Integrated bioinformatics analysis identifies ALDH18A1 as a prognostic hub gene in glutamine metabolism in lung adenocarcinoma.

作者信息

Ren Hao, Ge Deng-Feng, Yang Zi-Chen, Cheng Zhen-Ting, Zhao Shou-Xiang, Zhang Bin

机构信息

Nanjing University of Chinese Medicine, No. 138 Xianlin Avenue, Nanjing, 210023, Jiangsu, China.

Department of Cardiothoracic Surgery, Affiliated Hospital of Nanjing University of Chinese Medicine, No.155, Han-Zhong Road, Nanjing, 210029, People's Republic of China.

出版信息

Discov Oncol. 2025 Jan 2;16(1):1. doi: 10.1007/s12672-024-01698-3.
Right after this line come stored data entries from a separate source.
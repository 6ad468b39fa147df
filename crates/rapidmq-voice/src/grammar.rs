//! Phrase templates and the commands they build.

use std::collections::HashMap;

use rapidmq_core::{RecognizedUtterance, VoiceCommand};

use crate::error::DispatchError;

/// Builds a command from captures, already checked against the slot count.
pub type CommandBuilder = fn(&[String]) -> VoiceCommand;

/// A phrase with `*slot` wildcards, bound to a command builder.
#[derive(Debug, Clone)]
pub struct PhraseTemplate {
    phrase: &'static str,
    slots: Vec<&'static str>,
    build: CommandBuilder,
}

impl PhraseTemplate {
    pub fn new(phrase: &'static str, build: CommandBuilder) -> Self {
        let slots = phrase
            .split_whitespace()
            .filter_map(|word| word.strip_prefix('*'))
            .collect();
        Self {
            phrase,
            slots,
            build,
        }
    }

    /// The template id, which is the phrase itself.
    pub fn id(&self) -> &'static str {
        self.phrase
    }

    /// Wildcard slot names, in phrase order.
    pub fn slots(&self) -> &[&'static str] {
        &self.slots
    }
}

/// The fixed table of phrase templates. Read-only once built.
#[derive(Debug, Clone)]
pub struct CommandGrammar {
    templates: Vec<PhraseTemplate>,
    /// Normalized template id → index into `templates`.
    index: HashMap<String, usize>,
}

impl CommandGrammar {
    pub fn new(templates: Vec<PhraseTemplate>) -> Self {
        let index = templates
            .iter()
            .enumerate()
            .map(|(i, t)| (normalize(t.phrase), i))
            .collect();
        Self { templates, index }
    }

    /// The dashboard's five voice commands.
    pub fn standard() -> Self {
        Self::new(vec![
            PhraseTemplate::new("show system health", |_| VoiceCommand::ShowHealth),
            PhraseTemplate::new("show cluster status", |_| VoiceCommand::ShowCluster),
            PhraseTemplate::new("create queue *name", |c| VoiceCommand::CreateQueue {
                name: c[0].clone(),
            }),
            PhraseTemplate::new("publish message *message to queue *name", |c| {
                VoiceCommand::PublishMessage {
                    message: c[0].clone(),
                    queue_name: c[1].clone(),
                }
            }),
            PhraseTemplate::new("consume message from queue *name", |c| {
                VoiceCommand::ConsumeMessage {
                    queue_name: c[0].clone(),
                }
            }),
        ])
    }

    pub fn templates(&self) -> impl Iterator<Item = &PhraseTemplate> {
        self.templates.iter()
    }

    /// Find a template by id, ignoring case and extra whitespace.
    pub fn lookup(&self, template_id: &str) -> Option<&PhraseTemplate> {
        self.index
            .get(&normalize(template_id))
            .map(|&i| &self.templates[i])
    }

    /// Build the command for an utterance.
    pub fn construct(&self, utterance: &RecognizedUtterance) -> Result<VoiceCommand, DispatchError> {
        let template = self.lookup(&utterance.template_id).ok_or_else(|| {
            DispatchError::UnrecognizedCommand {
                template_id: utterance.template_id.clone(),
            }
        })?;

        if utterance.captures.len() != template.slots.len() {
            return Err(DispatchError::CaptureMismatch {
                template_id: template.phrase.to_string(),
                expected: template.slots.len(),
                got: utterance.captures.len(),
            });
        }

        let mut captures = Vec::with_capacity(template.slots.len());
        for (capture, slot) in utterance.captures.iter().zip(&template.slots) {
            let capture = capture.trim();
            if capture.is_empty() {
                return Err(DispatchError::EmptyCapture {
                    template_id: template.phrase.to_string(),
                    slot: slot.to_string(),
                });
            }
            captures.push(capture.to_string());
        }
        Ok((template.build)(&captures))
    }
}

impl Default for CommandGrammar {
    fn default() -> Self {
        Self::standard()
    }
}

fn normalize(id: &str) -> String {
    id.split_whitespace()
        .map(str::to_lowercase)
        .collect::<Vec<_>>()
        .join(" ")
}

#[cfg(test)]
mod tests {
    use super::*;

    fn utterance(id: &str, captures: &[&str]) -> RecognizedUtterance {
        RecognizedUtterance::new(id, captures.iter().map(|c| c.to_string()).collect())
    }

    #[test]
    fn standard_has_five_templates_in_order() {
        let grammar = CommandGrammar::standard();
        let ids: Vec<_> = grammar.templates().map(PhraseTemplate::id).collect();
        assert_eq!(
            ids,
            vec![
                "show system health",
                "show cluster status",
                "create queue *name",
                "publish message *message to queue *name",
                "consume message from queue *name",
            ]
        );
    }

    #[test]
    fn slots_follow_phrase_order() {
        let grammar = CommandGrammar::standard();
        let publish = grammar.lookup("publish message *message to queue *name").unwrap();
        assert_eq!(publish.slots(), &["message", "name"]);
        assert!(grammar.lookup("show system health").unwrap().slots().is_empty());
    }

    #[test]
    fn zero_capture_commands() {
        let grammar = CommandGrammar::standard();
        assert_eq!(
            grammar.construct(&utterance("show system health", &[])).unwrap(),
            VoiceCommand::ShowHealth
        );
        assert_eq!(
            grammar.construct(&utterance("show cluster status", &[])).unwrap(),
            VoiceCommand::ShowCluster
        );
    }

    #[test]
    fn create_queue_from_capture() {
        let grammar = CommandGrammar::standard();
        let cmd = grammar
            .construct(&utterance("create queue *name", &["orders"]))
            .unwrap();
        assert_eq!(cmd, VoiceCommand::CreateQueue { name: "orders".to_string() });
    }

    #[test]
    fn publish_binds_message_then_queue() {
        let grammar = CommandGrammar::standard();
        let cmd = grammar
            .construct(&utterance(
                "publish message *message to queue *name",
                &["hello", "orders"],
            ))
            .unwrap();
        assert_eq!(
            cmd,
            VoiceCommand::PublishMessage {
                queue_name: "orders".to_string(),
                message: "hello".to_string(),
            }
        );
    }

    #[test]
    fn consume_from_capture() {
        let grammar = CommandGrammar::standard();
        let cmd = grammar
            .construct(&utterance("consume message from queue *name", &[" orders "]))
            .unwrap();
        assert_eq!(cmd, VoiceCommand::ConsumeMessage { queue_name: "orders".to_string() });
    }

    #[test]
    fn lookup_ignores_case_and_spacing() {
        let grammar = CommandGrammar::standard();
        assert!(grammar.lookup("Show  System HEALTH").is_some());
        assert!(grammar.lookup("  create queue *NAME ").is_some());
    }

    #[test]
    fn unknown_template_is_unrecognized() {
        let grammar = CommandGrammar::standard();
        let err = grammar
            .construct(&utterance("delete queue *name", &["orders"]))
            .unwrap_err();
        assert_eq!(
            err,
            DispatchError::UnrecognizedCommand {
                template_id: "delete queue *name".to_string(),
            }
        );
    }

    #[test]
    fn wrong_capture_count_is_rejected() {
        let grammar = CommandGrammar::standard();
        let err = grammar
            .construct(&utterance("publish message *message to queue *name", &["hello"]))
            .unwrap_err();
        assert_eq!(
            err,
            DispatchError::CaptureMismatch {
                template_id: "publish message *message to queue *name".to_string(),
                expected: 2,
                got: 1,
            }
        );
    }

    #[test]
    fn blank_capture_is_rejected() {
        let grammar = CommandGrammar::standard();
        let err = grammar
            .construct(&utterance("consume message from queue *name", &["   "]))
            .unwrap_err();
        assert_eq!(
            err,
            DispatchError::EmptyCapture {
                template_id: "consume message from queue *name".to_string(),
                slot: "name".to_string(),
            }
        );

        let err = grammar
            .construct(&utterance(
                "publish message *message to queue *name",
                &["hello", "\t"],
            ))
            .unwrap_err();
        assert!(matches!(err, DispatchError::EmptyCapture { ref slot, .. } if slot == "name"));
    }
}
DOI:10.1007/s12672-024-01698-3
PMID:39747729
原文链接:https://pmc.ncbi.nlm.nih.gov/articles/PMC11695527/
Abstract

Glutamine metabolism is pivotal in cancer biology, profoundly influencing tumor growth, proliferation, and resistance to therapies. Cancer cells often exhibit an elevated dependence on glutamine for essential functions such as energy production, biosynthesis of macromolecules, and maintenance of redox balance. Moreover, altered glutamine metabolism can contribute to the formation of an immune-suppressive tumor microenvironment characterized by reduced immune cell infiltration and activity. In this study on lung adenocarcinoma, we employed consensus clustering and applied 101 types of machine learning methods to systematically identify key genes associated with glutamine metabolism and develop a risk model. This comprehensive approach provided a clearer understanding of how glutamine metabolism associates with cancer progression and patient outcomes. Notably, we constructed a robust nomogram based on clinical information and patient risk scores, which achieved a stable area under the curve (AUC) greater than 0.8 for predicting patient survival across four datasets, demonstrating high predictive accuracy. This nomogram not only enhances our ability to stratify patient risk but also offers potential targets for therapeutic intervention aimed at disrupting glutamine metabolism and sensitizing tumors to existing treatments. Moreover, we identified ALDH18A1 as a prognostic hub gene of glutamine metabolism, characterized by high expression levels in glutamine cluster 3, which is associated with poor clinical outcomes and worse survival, and is included in the risk model. Such insights underscore the critical role of glutamine metabolism in cancer and highlight avenues for personalized medicine in oncology research.

摘要

谷氨酰胺代谢在癌症生物学中至关重要,对肿瘤生长、增殖及治疗抗性有着深远影响。癌细胞通常对谷氨酰胺产生更高的依赖性,以维持诸如能量生成、大分子生物合成及氧化还原平衡维持等基本功能。此外,谷氨酰胺代谢的改变会促使形成一种免疫抑制性肿瘤微环境,其特征为免疫细胞浸润及活性降低。在这项关于肺腺癌的研究中,我们采用共识聚类法并应用101种机器学习方法,系统地识别与谷氨酰胺代谢相关的关键基因,并建立了一个风险模型。这种全面的方法使我们能更清晰地了解谷氨酰胺代谢与癌症进展及患者预后之间的关联。值得注意的是,我们基于临床信息和患者风险评分构建了一个稳健的列线图,在四个数据集中预测患者生存时,其曲线下面积(AUC)稳定大于0.8,显示出高预测准确性。该列线图不仅增强了我们对患者风险分层的能力,还为旨在破坏谷氨酰胺代谢并使肿瘤对现有治疗敏感的治疗干预提供了潜在靶点。此外,我们将ALDH18A1鉴定为谷氨酰胺代谢的一个预后枢纽基因,其在谷氨酰胺簇3中高表达水平,与不良临床结果和较差生存率相关,并被纳入风险模型。这些见解强调了谷氨酰胺代谢在癌症中的关键作用,并突出了肿瘤学研究中个性化医疗的途径。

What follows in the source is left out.